How damaging could ‘beergate’ be for Keir Starmer?

Ahead of the local elections, Tories were pushing the argument that Starmer is just as bad as Johnson — if not worse. 

But the latest polling suggests that it hasn’t cut through to the extent they’d like to see.

A YouGov survey has found that “beergate” hasn’t changed the dial: 42% of respondents said they believed Starmer had generally abided by COVID rules, while 70% said Johnson generally didn’t. 

But Starmer has a bigger problem about connecting with the public as he looks to rebuild trust following the 2019 election, in which voters turned away from his predecessor Jeremy Corbyn. 

The Sun and the Mail have covered the story extensively, reaching the kind of Red Wall voters that Starmer needs if he is going to turn his party’s fortunes around.

While Starmer attempts to win back former voters, he is struggling with a fractious party and ebbing union support. 

MPs on both sides have told Insider they believe “beergate” has the potential to be damaging for Labour, but rather than encouraging voters to return to Tories, some fear it could result in a “plague on both houses” attitude.  

Will Starmer be fined for beergate?

At the moment, the jury’s out.

Emily Thornberry, the shadow attorney general, refused to contemplate the possibility that the Labour leader will be fined, and whether he might resign if so.

But it could be terminal. Already vulnerable, having come out in the strongest terms against Johnson and Sunak, Starmer will face claims of hypocrisy.

But even if he isn’t, things will get tougher from here.
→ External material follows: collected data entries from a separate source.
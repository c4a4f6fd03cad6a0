//! Completion commands against the configured remote store.

use std::sync::Arc;

use clap::Subcommand;
use holdfast_core::{CompletionSyncEngine, Config, RestClient, TaskId, ToggleOutcome};

#[derive(Subcommand)]
pub enum TaskAction {
    /// List today's tasks
    List {
        /// Output as JSON
        #[arg(long)]
        json: bool,
    },
    /// Flip "done today" for a task
    Toggle {
        /// Task ID
        id: String,
    },
    /// Record a completion for today, as a finished hold does
    Done {
        /// Task ID
        id: String,
    },
}

pub fn run(action: TaskAction) -> Result<(), Box<dyn std::error::Error>> {
    let remote = Config::load()?.resolved_remote();
    let client = RestClient::new(&remote)?;
    let engine = CompletionSyncEngine::new(Arc::new(client));

    super::runtime()?.block_on(async move {
        let tasks = engine.refresh().await?;
        match action {
            TaskAction::List { json } => {
                if json {
                    println!("{}", serde_json::to_string_pretty(&tasks)?);
                } else if tasks.is_empty() {
                    println!("No tasks.");
                } else {
                    for task in &tasks {
                        let mark = if task.completed_today { "x" } else { " " };
                        println!("[{mark}] {}  {}  (streak {})", task.id, task.title, task.streak);
                    }
                }
                Ok(())
            }
            TaskAction::Toggle { id } => report(engine.toggle(&TaskId::new(id)).await),
            TaskAction::Done { id } => report(engine.mark_done(&TaskId::new(id)).await),
        }
    })
}

fn report(outcome: ToggleOutcome) -> Result<(), Box<dyn std::error::Error>> {
    match outcome {
        ToggleOutcome::Confirmed { task_id, done } => {
            let state = if done { "done" } else { "not done" };
            println!("{task_id}: {state}");
            Ok(())
        }
        ToggleOutcome::RolledBack { task_id, error, .. } => {
            tracing::warn!(task = %task_id, "completion change rolled back");
            Err(error.into())
        }
    }
}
Starmer can no longer use partygate as a killer line during his weekly joust with the prime minister at PMQs. In the public’s eyes, it has the potential to level the field. And if Johnson is fined but Starmer isn’t, some may claim it’s a stitch up. 

Johnson has made it clear he won’t resign. But as a former DPP and leader whose reputation rests largely on being honorable, it could become tough for Starmer not to fall on his own sword.

If he doesn’t, he may find a queue of people — including some from his own party — willing to finish him off.